Testimony continues in Bowman trial

10/18/2011
BY ERICA BLAKE
BLADE STAFF WRITER
The second trial of Robert Bowman, 75, for the 1967 slaying of Eileen Adams, 14, continues before Judge Gene Zmuda in the Lucas County Courthouse.
The second trial of Robert Bowman, 75, for the 1967 slaying of Eileen Adams, 14, continues before Judge Gene Zmuda in the Lucas County Courthouse.

Looking at a large photograph of Eileen Adams projected on a screen in Lucas County Common Pleas Court Tuesday, Margaret Bowman identified her as the same “young lady” whom she found bound and gagged in her basement more than 40 years ago.

“I found a young lady with her arms stretched out like Jesus with mattresses all around the whole room,” Ms. Bowman testified.

When asked if she helped the captive, Ms. Bowman responded, “No. I screamed. I ran up the stairs. He caught me on the landing.”

Ms. Bowman testified Tuesday during the second day of testimony at the first-degree murder trial of her ex-husband, Robert Bowman, who is being tried for the second time. His first trial ended Aug. 23 in a hung jury and was declared a mistrial.

Bowman, 75, is charged with the slaying of Miss Adams, who disappeared on her way home from school on Dec. 18, 1967. Her body was found 43 days later in rural Monroe County, bound and wrapped in a rug.

Ms. Bowman recounted discovering Miss Adams in her basement in the home she shared with Bowman and their daughter on West Sylvania Avenue. She said that she encountered Bowman at the top of the basement steps where he began “ranting and raving” at her to stay out of his business.

“[He said,] ‘Now I have to kill her,” she testified.

Ms. Bowman said her husband then forced her and her baby to accompany him to dispose of the body “somewhere in Michigan.”

Ms. Bowman, who has since divorced Bowman, acknowledged that she did not go to police then or for many years after the incident, saying that she was afraid of her then-husband. It wasn’t until 1981, after years of drinking and recent nightmares, that she told police what she knew, she testified.

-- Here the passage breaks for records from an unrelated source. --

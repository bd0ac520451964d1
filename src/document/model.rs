/*!
 * In-memory deck model.
 *
 * A JSON-serializable representation of a presentation's shape tree:
 * slides hold shapes, shapes are text boxes, tables, groups or pictures,
 * and text is stored as paragraphs of formatted runs. Speaker notes and
 * animation bindings (which reference shapes by id) travel with each slide.
 */

use serde::{Deserialize, Serialize};
use std::collections::HashSet;

use crate::errors::DocumentError;
use super::{
    Presentation, ShapeContent, ShapeId, ShapeNode, SlideNode, TableContent, TextContainer,
    TextParagraph, TextRun,
};

/// Complete deck document
#[derive(Debug, Clone, Default, PartialEq, Serialize, Deserialize)]
pub struct Deck {
    /// Deck title
    #[serde(default, skip_serializing_if = "Option::is_none")]
    pub title: Option<String>,

    /// Slides in presentation order
    #[serde(default)]
    pub slides: Vec<Slide>,
}

/// A slide with its shapes, notes and animations
#[derive(Debug, Clone, PartialEq, Serialize, Deserialize)]
pub struct Slide {
    /// Slide id
    pub id: u32,

    /// Top-level shapes in z-order
    #[serde(default)]
    pub shapes: Vec<Shape>,

    /// Speaker notes
    #[serde(default, skip_serializing_if = "Option::is_none")]
    pub notes: Option<TextFrame>,

    /// Animation timeline entries bound to shapes
    #[serde(default, skip_serializing_if = "Vec::is_empty")]
    pub animations: Vec<Animation>,
}

/// One animation effect bound to a shape by id
#[derive(Debug, Clone, PartialEq, Serialize, Deserialize)]
pub struct Animation {
    /// Target shape
    pub shape_id: ShapeId,

    /// Effect name (e.g. "fade", "fly-in")
    pub effect: String,

    /// Delay before the effect starts
    #[serde(default)]
    pub delay_ms: u32,
}

/// A shape on a slide
#[derive(Debug, Clone, PartialEq, Serialize, Deserialize)]
pub struct Shape {
    /// Stable id
    pub id: ShapeId,

    /// Display name
    #[serde(default)]
    pub name: String,

    /// What the shape holds
    #[serde(flatten)]
    pub kind: ShapeKind,
}

/// Shape variants
#[derive(Debug, Clone, PartialEq, Serialize, Deserialize)]
#[serde(tag = "type", rename_all = "snake_case")]
pub enum ShapeKind {
    /// Text box or placeholder
    Text { text_frame: TextFrame },
    /// Table
    Table { table: Table },
    /// Group of shapes
    Group { shapes: Vec<Shape> },
    /// Picture
    Picture {
        #[serde(default)]
        description: String,
    },
    /// Connector, chart, media or anything else without text
    Other,
}

/// Ordered paragraphs
#[derive(Debug, Clone, Default, PartialEq, Serialize, Deserialize)]
pub struct TextFrame {
    /// Paragraphs in order
    #[serde(default)]
    pub paragraphs: Vec<Paragraph>,
}

/// Ordered runs
#[derive(Debug, Clone, Default, PartialEq, Serialize, Deserialize)]
pub struct Paragraph {
    /// Indentation level
    #[serde(default)]
    pub level: u8,

    /// Runs in order
    #[serde(default)]
    pub runs: Vec<Run>,
}

/// Formatted text span
#[derive(Debug, Clone, Default, PartialEq, Serialize, Deserialize)]
pub struct Run {
    /// Text content
    pub text: String,

    /// Character formatting
    #[serde(default)]
    pub format: RunFormat,
}

/// Character formatting of a run
#[derive(Debug, Clone, Default, PartialEq, Serialize, Deserialize)]
pub struct RunFormat {
    #[serde(default, skip_serializing_if = "Option::is_none")]
    pub font: Option<String>,
    #[serde(default, skip_serializing_if = "Option::is_none")]
    pub size_pt: Option<f32>,
    #[serde(default)]
    pub bold: bool,
    #[serde(default)]
    pub italic: bool,
    /// Hex RGB, e.g. "C00000"
    #[serde(default, skip_serializing_if = "Option::is_none")]
    pub color: Option<String>,
}

/// Table rows
#[derive(Debug, Clone, Default, PartialEq, Serialize, Deserialize)]
pub struct Table {
    #[serde(default)]
    pub rows: Vec<TableRow>,
}

/// Table cells of one row
#[derive(Debug, Clone, Default, PartialEq, Serialize, Deserialize)]
pub struct TableRow {
    #[serde(default)]
    pub cells: Vec<TableCell>,
}

/// One table cell
#[derive(Debug, Clone, Default, PartialEq, Serialize, Deserialize)]
pub struct TableCell {
    /// Cell text; merged-away cells have none
    #[serde(default, skip_serializing_if = "Option::is_none")]
    pub text_frame: Option<TextFrame>,
}

impl Deck {
    /// Create a deck from slides
    pub fn new(slides: Vec<Slide>) -> Self {
        Self { title: None, slides }
    }

    /// Ids of every shape, depth-first in document order
    pub fn shape_ids(&self) -> Vec<ShapeId> {
        let mut ids = Vec::new();
        for slide in &self.slides {
            for shape in &slide.shapes {
                shape.collect_ids(&mut ids);
            }
        }
        ids
    }

    /// Animation bindings whose target shape no longer exists
    pub fn dangling_animations(&self) -> Vec<(u32, ShapeId)> {
        let mut dangling = Vec::new();
        for slide in &self.slides {
            let mut ids = Vec::new();
            for shape in &slide.shapes {
                shape.collect_ids(&mut ids);
            }
            let ids: HashSet<ShapeId> = ids.into_iter().collect();

            for animation in &slide.animations {
                if !ids.contains(&animation.shape_id) {
                    dangling.push((slide.id, animation.shape_id));
                }
            }
        }
        dangling
    }
}

impl Slide {
    /// Create a slide
    pub fn new(id: u32, shapes: Vec<Shape>) -> Self {
        Self {
            id,
            shapes,
            notes: None,
            animations: Vec::new(),
        }
    }

    /// Attach speaker notes
    pub fn with_notes(mut self, notes: TextFrame) -> Self {
        self.notes = Some(notes);
        self
    }

    /// Bind an animation effect to a shape
    pub fn with_animation(mut self, shape_id: ShapeId, effect: impl Into<String>) -> Self {
        self.animations.push(Animation {
            shape_id,
            effect: effect.into(),
            delay_ms: 0,
        });
        self
    }
}

impl Shape {
    /// Text box shape
    pub fn text_box(id: u32, name: impl Into<String>, text_frame: TextFrame) -> Self {
        Self {
            id: ShapeId(id),
            name: name.into(),
            kind: ShapeKind::Text { text_frame },
        }
    }

    /// Table shape built from plain cell texts
    pub fn table<R, C>(id: u32, name: impl Into<String>, rows: R) -> Self
    where
        R: IntoIterator<Item = C>,
        C: IntoIterator,
        C::Item: Into<String>,
    {
        let rows = rows
            .into_iter()
            .map(|cells| TableRow {
                cells: cells
                    .into_iter()
                    .map(|text| TableCell {
                        text_frame: Some(TextFrame::from_text(text)),
                    })
                    .collect(),
            })
            .collect();

        Self {
            id: ShapeId(id),
            name: name.into(),
            kind: ShapeKind::Table { table: Table { rows } },
        }
    }

    /// Group shape
    pub fn group(id: u32, name: impl Into<String>, shapes: Vec<Shape>) -> Self {
        Self {
            id: ShapeId(id),
            name: name.into(),
            kind: ShapeKind::Group { shapes },
        }
    }

    /// Picture shape
    pub fn picture(id: u32, name: impl Into<String>) -> Self {
        Self {
            id: ShapeId(id),
            name: name.into(),
            kind: ShapeKind::Picture { description: String::new() },
        }
    }

    /// Child shapes when this is a group
    pub fn children(&self) -> &[Shape] {
        match &self.kind {
            ShapeKind::Group { shapes } => shapes,
            _ => &[],
        }
    }

    /// Text frame when this is a text shape
    pub fn text_frame(&self) -> Option<&TextFrame> {
        match &self.kind {
            ShapeKind::Text { text_frame } => Some(text_frame),
            _ => None,
        }
    }

    fn collect_ids(&self, ids: &mut Vec<ShapeId>) {
        ids.push(self.id);
        for child in self.children() {
            child.collect_ids(ids);
        }
    }
}

impl TextFrame {
    /// One paragraph per line, one unformatted run per paragraph
    pub fn from_text(text: impl Into<String>) -> Self {
        let text = text.into();
        Self {
            paragraphs: text.split('\n').map(|line| Paragraph::from_runs(vec![Run::new(line)])).collect(),
        }
    }

    /// Frame from paragraphs
    pub fn from_paragraphs(paragraphs: Vec<Paragraph>) -> Self {
        Self { paragraphs }
    }

    /// Paragraph texts joined by newlines
    pub fn text(&self) -> String {
        self.paragraphs
            .iter()
            .map(Paragraph::text)
            .collect::<Vec<_>>()
            .join("\n")
    }
}

impl Paragraph {
    /// Paragraph from runs
    pub fn from_runs(runs: Vec<Run>) -> Self {
        Self { level: 0, runs }
    }

    /// Concatenated run texts
    pub fn text(&self) -> String {
        self.runs.iter().map(|r| r.text.as_str()).collect()
    }
}

impl Run {
    /// Unformatted run
    pub fn new(text: impl Into<String>) -> Self {
        Self {
            text: text.into(),
            format: RunFormat::default(),
        }
    }

    /// Bold run
    pub fn bold(text: impl Into<String>) -> Self {
        let mut run = Self::new(text);
        run.format.bold = true;
        run
    }

    /// Run with a font color
    pub fn colored(text: impl Into<String>, color: impl Into<String>) -> Self {
        let mut run = Self::new(text);
        run.format.color = Some(color.into());
        run
    }
}

/// Characters that cannot be stored in a presentation (not allowed in XML 1.0)
fn first_invalid_char(text: &str) -> Option<char> {
    text.chars().find(|c| {
        let code = *c as u32;
        (code < 0x20 && !matches!(c, '\t' | '\n' | '\r')) || code == 0xFFFE || code == 0xFFFF
    })
}

impl TextRun for Run {
    fn text(&self) -> &str {
        &self.text
    }

    fn validate_text(&self, text: &str) -> Result<(), DocumentError> {
        match first_invalid_char(text) {
            Some(c) => Err(DocumentError::InvalidText {
                reason: format!("character U+{:04X} is not allowed in run text", c as u32),
            }),
            None => Ok(()),
        }
    }

    fn set_text(&mut self, text: &str) -> Result<(), DocumentError> {
        self.validate_text(text)?;
        self.text = text.to_string();
        Ok(())
    }
}

impl TextParagraph for Paragraph {
    fn runs_mut(&mut self) -> Vec<&mut dyn TextRun> {
        self.runs.iter_mut().map(|run| run as &mut dyn TextRun).collect()
    }
}

impl TextContainer for TextFrame {
    fn paragraphs_mut(&mut self) -> Result<Vec<&mut dyn TextParagraph>, DocumentError> {
        Ok(self.paragraphs.iter_mut().map(|p| p as &mut dyn TextParagraph).collect())
    }
}

impl TableContent for Table {
    fn cells_mut(&mut self) -> Result<Vec<&mut dyn TextContainer>, DocumentError> {
        Ok(self
            .rows
            .iter_mut()
            .flat_map(|row| row.cells.iter_mut())
            .filter_map(|cell| cell.text_frame.as_mut())
            .map(|frame| frame as &mut dyn TextContainer)
            .collect())
    }
}

impl ShapeNode for Shape {
    fn shape_id(&self) -> ShapeId {
        self.id
    }

    fn name(&self) -> &str {
        &self.name
    }

    fn content_mut(&mut self) -> Result<ShapeContent<'_>, DocumentError> {
        Ok(match &mut self.kind {
            ShapeKind::Group { shapes } => {
                ShapeContent::Group(shapes.iter_mut().map(|s| s as &mut dyn ShapeNode).collect())
            },
            ShapeKind::Table { table } => ShapeContent::Table(table),
            ShapeKind::Text { text_frame } => ShapeContent::Text(text_frame),
            ShapeKind::Picture { .. } | ShapeKind::Other => ShapeContent::Other,
        })
    }
}

impl SlideNode for Slide {
    fn shapes_mut(&mut self) -> Result<Vec<&mut dyn ShapeNode>, DocumentError> {
        Ok(self.shapes.iter_mut().map(|s| s as &mut dyn ShapeNode).collect())
    }

    fn notes_mut(&mut self) -> Result<Option<&mut dyn TextContainer>, DocumentError> {
        Ok(self.notes.as_mut().map(|notes| notes as &mut dyn TextContainer))
    }
}

impl Presentation for Deck {
    fn slides_mut(&mut self) -> Vec<&mut dyn SlideNode> {
        self.slides.iter_mut().map(|s| s as &mut dyn SlideNode).collect()
    }
}
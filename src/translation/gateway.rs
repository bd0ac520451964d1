/*!
 * Translation gateway: one text in, one text out.
 *
 * The gateway knows nothing about documents. For every text it
 * 1. returns fragments that are not worth translating unchanged,
 * 2. answers from its cache when it can,
 * 3. tries the premium provider (when one is configured), then the
 *    secondary provider, each with a bounded number of tries,
 * 4. gives back the original text when every provider failed.
 *
 * It never returns an error: provider failures degrade to a no-op.
 */

use async_trait::async_trait;
use log::{debug, warn};
use serde::Serialize;
use std::time::Duration;

use crate::app_config::TranslationConfig;
use crate::errors::ProviderError;
use crate::language_utils::normalize_target_language;
use crate::providers::deepl::DeepL;
use crate::providers::google::GoogleTranslate;
use crate::providers::{Provider, TranslationRequest};
use super::cache::{truncate_text, TranslationCache};

/// Anything that can translate a single text.
///
/// Implementations never fail; an untranslatable text comes back as is.
#[async_trait]
pub trait Translate: Send + Sync {
    /// Translate `text` into the configured target language
    async fn translate(&self, text: &str) -> String;
}

/// Retry behavior for one provider
#[derive(Debug, Clone, Copy, PartialEq, Eq)]
pub struct RetryPolicy {
    /// Tries per provider
    pub max_attempts: u32,
    /// Wait after the first failed try; doubled after each further one
    pub backoff_base: Duration,
}

impl RetryPolicy {
    /// Create a retry policy
    pub fn new(max_attempts: u32, backoff_base: Duration) -> Self {
        Self {
            max_attempts: max_attempts.max(1),
            backoff_base,
        }
    }

    /// Policy without waits, for tests and local providers
    pub fn immediate(max_attempts: u32) -> Self {
        Self::new(max_attempts, Duration::ZERO)
    }

    /// Wait after the given failed try (1-based): base, 2*base, 4*base, ...
    pub fn backoff_after(&self, failed_attempt: u32) -> Duration {
        let exponent = failed_attempt.saturating_sub(1).min(16);
        self.backoff_base * (1u32 << exponent)
    }
}

impl Default for RetryPolicy {
    fn default() -> Self {
        Self::new(3, Duration::from_secs(1))
    }
}

/// Translator statistics reported with each job
#[derive(Debug, Clone, Serialize, PartialEq)]
pub struct GatewayStats {
    /// Normalized target language code
    pub target_language: String,
    /// Number of distinct cached translations
    pub cached_translations: usize,
    /// Cache hits
    pub cache_hits: usize,
    /// Cache misses
    pub cache_misses: usize,
}

/// Decide whether a text is a meaningful translation unit.
///
/// Blank text, text shorter than two characters once trimmed, and text that
/// is purely numeric once spaces and newlines are removed are left alone.
pub fn should_translate(text: &str) -> bool {
    let stripped = text.trim();
    if stripped.is_empty() || stripped.chars().count() < 2 {
        return false;
    }

    let mut significant = stripped.chars().filter(|c| *c != ' ' && *c != '\n').peekable();
    if significant.peek().is_none() {
        return false;
    }
    !significant.all(char::is_numeric)
}

/// Translation gateway with caching and provider fallback
pub struct TranslationGateway {
    /// Normalized target language code
    target_language: String,
    /// Keyed provider, tried first
    premium: Option<Box<dyn Provider>>,
    /// Fallback provider
    secondary: Box<dyn Provider>,
    /// Per-gateway translation cache
    cache: TranslationCache,
    /// Tries and backoff per provider
    retry: RetryPolicy,
}

impl TranslationGateway {
    /// Create a gateway with only a secondary provider
    pub fn new(target_language: &str, secondary: Box<dyn Provider>) -> Self {
        Self {
            target_language: normalize_target_language(target_language),
            premium: None,
            secondary,
            cache: TranslationCache::default(),
            retry: RetryPolicy::default(),
        }
    }

    /// Add a premium provider tried before the secondary one
    pub fn with_premium(mut self, premium: Box<dyn Provider>) -> Self {
        self.premium = Some(premium);
        self
    }

    /// Replace the retry policy
    pub fn with_retry_policy(mut self, retry: RetryPolicy) -> Self {
        self.retry = retry;
        self
    }

    /// Build the gateway described by the configuration.
    ///
    /// The premium provider is only created when a key is configured.
    pub fn from_config(config: &TranslationConfig, target_language: &str) -> Self {
        let secondary = GoogleTranslate::new(
            config.secondary.endpoint.clone(),
            Duration::from_secs(config.secondary.timeout_secs),
        );

        let mut gateway = Self::new(target_language, Box::new(secondary))
            .with_retry_policy(RetryPolicy::new(config.common.retry_count, config.retry_backoff()));

        if let Some(api_key) = config.premium_api_key() {
            let premium = DeepL::new(
                api_key,
                config.premium.endpoint.clone(),
                Duration::from_secs(config.premium.timeout_secs),
            );
            gateway = gateway.with_premium(Box::new(premium));
        }

        gateway
    }

    /// Normalized target language code
    pub fn target_language(&self) -> &str {
        &self.target_language
    }

    /// Whether a premium provider is configured
    pub fn has_premium(&self) -> bool {
        self.premium.is_some()
    }

    /// Current translator statistics
    pub fn stats(&self) -> GatewayStats {
        let (hits, misses, _) = self.cache.stats();
        GatewayStats {
            target_language: self.target_language.clone(),
            cached_translations: self.cache.len(),
            cache_hits: hits,
            cache_misses: misses,
        }
    }

    /// Translate one text, never failing
    pub async fn translate(&self, text: &str) -> String {
        if !should_translate(text) {
            return text.to_string();
        }

        if let Some(cached) = self.cache.get(&self.target_language, text) {
            return cached;
        }

        let request = TranslationRequest::new(text, self.target_language.clone());

        let mut providers: Vec<&dyn Provider> = Vec::with_capacity(2);
        if let Some(premium) = &self.premium {
            providers.push(&**premium);
        }
        providers.push(&*self.secondary);

        for provider in providers {
            match self.try_provider(provider, &request).await {
                Ok(translated) => {
                    self.cache.store(&self.target_language, text, &translated);
                    return translated;
                },
                Err(e) => {
                    warn!("{} gave up on '{}': {}", provider.name(), truncate_text(text, 50), e);
                }
            }
        }

        warn!("Translation failed for: {}", truncate_text(text, 50));
        text.to_string()
    }

    /// Run up to `max_attempts` tries against one provider
    async fn try_provider(&self, provider: &dyn Provider, request: &TranslationRequest) -> Result<String, ProviderError> {
        let mut attempt = 0;

        loop {
            attempt += 1;

            match provider.complete(request).await {
                Ok(translated) if !translated.is_empty() => {
                    debug!("{} translated '{}' on try {}", provider.name(), truncate_text(&request.text, 30), attempt);
                    return Ok(translated);
                },
                Ok(_) => {
                    warn!("{} attempt {} returned an empty translation", provider.name(), attempt);
                    if attempt >= self.retry.max_attempts {
                        return Err(ProviderError::EmptyResponse);
                    }
                },
                Err(e) => {
                    warn!("{} attempt {}/{} failed: {}", provider.name(), attempt, self.retry.max_attempts, e);
                    if !e.is_retryable() || attempt >= self.retry.max_attempts {
                        return Err(e);
                    }
                }
            }

            let backoff = self.retry.backoff_after(attempt);
            if !backoff.is_zero() {
                tokio::time::sleep(backoff).await;
            }
        }
    }
}

#[async_trait]
impl Translate for TranslationGateway {
    async fn translate(&self, text: &str) -> String {
        TranslationGateway::translate(self, text).await
    }
}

In response to questions by defense attorney Jane Roman, Ms. Bowman acknowledged that for years she lived a comfortable lifestyle with Bowman, in which she did not work. It wasn’t until Bowman gave up his possessions to follow what she described as a “cult” that Ms. Bowman acknowledged leaving her husband, who at the time had moved the family to Florida.

Ms. Bowman said she left her husband in 1978. The first time she saw him again was at his first trial in August.

Ms. Bowman was one of eight witnesses to testify at Bowman’s retrial. A jury of nine women and three men, as well as four alternates, is hearing the case.

According to witness testimony given Monday, the teenager was on her way to her sister’s West Toledo house after school when she disappeared. Retired law enforcement officers testified that the victim was found bound in a rug with her hands tied and a cord connecting her neck to her ankles. A nail had been driven into the back of her skull.

Also testifying Tuesday were retired detectives, who were involved in the case after Ms. Bowman came forward in 1981. Retired Detective Robert Lynch of the North Miami Police Department and retired Toledo Police Detective Dan Brimmer both testified about interviewing Bowman in an abandoned restaurant in Florida where he lived.

Mr. Brimmer testified finding a Spider-Man doll, with its wrists and ankles bound and a needle protruding from the front of its head, hanging in Bowman’s living quarters. He also identified a head of a Ken doll with a nail driven into the back of its head as being taken from Bowman’s belongings.

Mr. Brimmer, who after retirement in 1988 married the older sister of Eileen Adams, Mary Ann, said Bowman spoke to detectives for several hours but never made a confession.

When questioned by defense attorney Pete Rost, Mr. Brimmer acknowledged that there were several differences between the Spider-Man doll and the way Miss Adams’ body was discovered. He further acknowledged that Bowman was not arrested at the time of the interviews with him.

Prior to the start of testimony, Judge Gene Zmuda noted for jurors that Bowman’s first trial ended in a mistrial. He then ordered jurors not to consider “for any purpose” that the case had been tried before.

Additional testimony is scheduled for Wednesday.